Stress in LPS (Large Polyp Stony) Corals
Definition, Recognition & Avoidance


By Bob Fenner  


Querying most folks, aquarists and not, finds that they consider stress something to be avoided. Know thn that some stress is good… without it our aquarium reefs will suffer akin to the “Boy in a bubble”; not developing immunity from sudden to prolonged changes in the environment; a large danger. Still, too much stress is definitely to be avoided. Too much, too soon can result in loss of Zooxanthellae; bleaching. It can lead to tissue loss and mortality outright. Here we’ll delve into the nature of stress in Large Polyp Stony Scleractinians, what you can and should to avoid it, and what ameliorative steps one might take if their corals show signs of excessive stress.


To Start; Some Definitions: Stress and LPS

            Please forgive my past background as a High School science instructor here; but defining terms up front helps to clarify a subject, assure we’re all “talking” about the same things.

First off the term “stress”; this is any phenomenon that challenges or induces a negative reaction… in our case from a living organism. As with considerations of kinds of aquarium filtration; it’s easy to discuss stress divided into inputs that are physical, chemical and biological in origin. We’ll do so in a bit.

Secondly the label of “LPS”, Large Polyp Stony corals: This convenient term has become established to include member genera, species of Scleractinians that are comprised of large, fleshy polyps. Folks in the know realize that this is an artificial assemblage; that several families of true stony corals possess both LPS and SPS species. Daniel Knop sets the difference in size here at smaller than 4 cm. or larger than 4 cm. (about an inch and a half) to discern large as opposed to small polyp size species.

Some LPS families are unmistakable in their being large polyped; like this Trachyphyllia geoffroyi (family Trachyphylliidae)


Other families possess both SPS and LPS genera, species. Here is Porites porites on the left, an SPS found in the Atlantic; and below right a Flower Pot Coral, genus Goniopora of the Indo-Pacific ; both of the family Poritidae.




Be this as it may, this distinction of large versus small/er polyp size is of use to us as aquarists. In captivity, by and large SPS are more “touchy”; requiring cleaner (less nutrient concentrations…) settings; more light by and large, and greater attention to meeting nutritional needs than LPS. This does strike me as strange in some ways, as the principal Families of hermatypic (reef building) corals, the Acroporidae, Poritidae and Pocilloporidae comprise the corals most often exposed at extreme low tides, experience the greatest wave and current exposure, and are entirely Small Polyp Stony species.


Types of Stress: MANY

Too much or little light, excess and a paucity of nutrients, allelopathy/pests/predation and much more are common stressors.

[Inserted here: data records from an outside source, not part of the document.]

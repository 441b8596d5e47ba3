//! symb-solve - command line front end
//!
//! Prints one JSON document per invocation on stdout; logs go to stderr.

use std::path::PathBuf;
use std::sync::Arc;

use anyhow::{Context, Result};
use clap::{Parser, Subcommand};
use serde_json::json;

use symb_solve::classify::{LinearTextModel, UnifiedClassifier};
use symb_solve::config::{ClassifierConfig, EngineConfig};
use symb_solve::router::{inspect, route_query};

/// Classify, route and symbolically solve math queries
#[derive(Parser)]
#[command(name = "symb-solve")]
#[command(version, about, long_about = None)]
struct Cli {
    /// Debug logging
    #[arg(short, long, global = true)]
    verbose: bool,

    /// Confidence threshold of the statistical classifier
    #[arg(long, global = true)]
    threshold: Option<f64>,

    /// Solver steps before a computation is abandoned
    #[arg(long, global = true)]
    max_steps: Option<usize>,

    /// Statistical model artifact (JSON); the bundled one when omitted
    #[arg(long, global = true)]
    model: Option<PathBuf>,

    #[command(subcommand)]
    command: Commands,
}

#[derive(Subcommand)]
enum Commands {
    /// Send an expression to the analyzer for a query type
    Route {
        /// equation, convexity, expression, system, derivative or integral
        query_type: String,
        /// Expression string
        expr: String,
    },

    /// Classify an expression, then route it by the resulting label
    Classify {
        /// Expression string
        expr: String,

        /// Also run the analyzer the label maps to
        #[arg(long)]
        solve: bool,
    },

    /// Simplified form, renderings and polynomial structure of an expression
    Inspect {
        /// Expression string
        expr: String,
    },
}

fn init_tracing(verbose: bool) {
    use tracing_subscriber::filter::EnvFilter;
    use tracing_subscriber::{fmt, prelude::*};

    let filter = if verbose {
        EnvFilter::new("symb_solve=debug,info")
    } else {
        EnvFilter::new("symb_solve=info,warn")
    };

    tracing_subscriber::registry()
        .with(filter)
        .with(fmt::layer().with_writer(std::io::stderr))
        .init();
}

fn engine_config(cli: &Cli) -> EngineConfig {
    let mut config = EngineConfig::from_env();
    if let Some(t) = cli.threshold {
        config.classifier = config.classifier.with_threshold(t);
    }
    if let Some(n) = cli.max_steps {
        config.limits = config.limits.with_max_steps(n);
    }
    if let Some(path) = &cli.model {
        config.model_path = Some(path.clone());
    }
    config
}

fn load_classifier(config: &EngineConfig) -> Result<UnifiedClassifier> {
    let model = match &config.model_path {
        Some(path) => LinearTextModel::load(path)
            .with_context(|| format!("loading model from {}", path.display()))?,
        None => LinearTextModel::bundled().context("loading bundled model")?,
    };
    let classifier: ClassifierConfig = config.classifier;
    Ok(UnifiedClassifier::new(Arc::new(model), classifier))
}

fn main() -> Result<()> {
    let cli = Cli::parse();
    init_tracing(cli.verbose);
    let config = engine_config(&cli);

    let output = match &cli.command {
        Commands::Route { query_type, expr } => {
            serde_json::to_value(route_query(query_type, expr, &config.limits))?
        }
        Commands::Classify { expr, solve } => {
            let classifier = load_classifier(&config)?;
            let result = classifier.classify(expr);
            match result.label.query_type() {
                Some(query_type) if *solve => json!({
                    "classification": result,
                    "analysis": route_query(query_type.as_str(), expr, &config.limits),
                }),
                _ => serde_json::to_value(result)?,
            }
        }
        Commands::Inspect { expr } => serde_json::to_value(inspect(expr, &config.limits))?,
    };

    println!("{}", serde_json::to_string_pretty(&output)?);
    Ok(())
}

Physical Stressors: Include too hot or cold water, or just too much change in temperature in too short a period of time. This is the likely single largest factor in natural coral bleaching; resulting in the expelling, loss of Dinoflagellate species labeled Zooxanthellae, living in tissues of many Cnidarians and other sea life.

Aquarists who are dive travelers realize that our tanks are artificial replacements in many ways; one big one: How they’re illuminated. Yes; it is bright near the equator; even underwater… at “high” noon. But the intensity of light is never constant and quickly drops off with the angle of the sun to the water’s surface, the depth of water, waves and more. Suffice it to state that it is rare indeed that the corals that are wild collected or aquacultured in situ in the ocean receive the amount of light energy we provide. Newly acquired specimens/colonies need to be gradually photo-adapted to new settings, placed in shadier settings, deeper in the water, or the light attenuated, possibly shaded itself to prevent over-driving photosynthesis. Here a new Acanthastrea is set on the bottom off to the side of overhead lighting.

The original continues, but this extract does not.